Même si la frontière selon Gilles Deleuze et la frontière selon Avril Dunoyer ne sont peut-être pas les mêmes frontières, on ne peut qu’être frappé par le rapprochement qui semble se tisser ici entre Jean-Luc Godard et Jean Eustache, et qui appelle cette convergence vers Philippe Garrel que nous avons postulée.

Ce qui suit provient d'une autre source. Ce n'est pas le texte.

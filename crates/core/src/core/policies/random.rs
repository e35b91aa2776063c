use rand::Rng;
use rand::rngs::StdRng;

/// Uniform slot index in `[0, len)`.
pub(super) fn victim(rng: &mut StdRng, len: usize) -> usize {
    rng.gen_range(0..len)
}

Concernant spécifiquement le cinéma de Philippe Garrel d’avant la quatrième période, Gilles Deleuze ne manque pas non plus de donner de l’importance à l’intersticiel et l’intervallaire, en s’appuyant sur la prolifération des écrans noirs ou blancs dans ses films. Outre l’importance génétique de ces écrans, que nous avons déjà rencontrée, Gilles Deleuze affirme que

« cette nouvelle valeur de l’écran noir ou de l’écran blanc […] semble correspondre aux caractères analysés précédemment : d’une part, ce qui compte n’est plus l’association des images, la manière dont elles s’associent, mais l’interstice entre deux images ; d’autre part la coupure dans une suite d’images n’est plus une coupure rationnelle qui marque la fin de l’une ou le début d’une autre, mais une coupure irrationnelle qui n’appartient ni à l’une ni à l’autre, et se met à valoir pour elle-même. » 937

Au vu de ce qui s’est dessiné à travers nos analyses, cette importance de l’interstice, de l’intervalle, de ce qui est « entre », on peut affirmer qu’elle concerne aussi les situations entre deux personnes dans le cinéma de Philippe Garrel en général et dans la quatrième période en particulier. C’est aussi l’« espace entre » deux personnes qui se met « à valoir pour lui-même » parce qu’il semble incarner l’essentiel de ce qui a lieu entre deux personnes. C’est ce que la notion de foyer confirme en élevant l’« espace entre » à son point de densité le plus haut.

Notes
932.

Philippe Garrel revendique cet héritage, quand il affirme que « Godard […] nous a tout appris. » Cf. Une caméra à la place du cœur, op. cit., p. 188.

933.

Il faut aussi rappeler qu’à partir de la deuxième phrase, la citation d’Élie Faure sur la peinture de Vélasquez que nous avons citée plus haut ouvre Pierrot le fou, lue en voix-over par Ferdinand.

934.

Gilles Deleuze, L’Image-temps, op. cit., p. 258.

935.

Victor Chklovski, Zoo (1923) cité dans : Nicole Brenez, De la figure en général et du corps en particulier, op. cit., p. 179.

936.

Gilles Deleuze, L’Image-temps, op. cit., p. 235. Souligné par l’auteur.

937.

Gilles Deleuze, op. cit., p. 260. Souligné par l’auteur.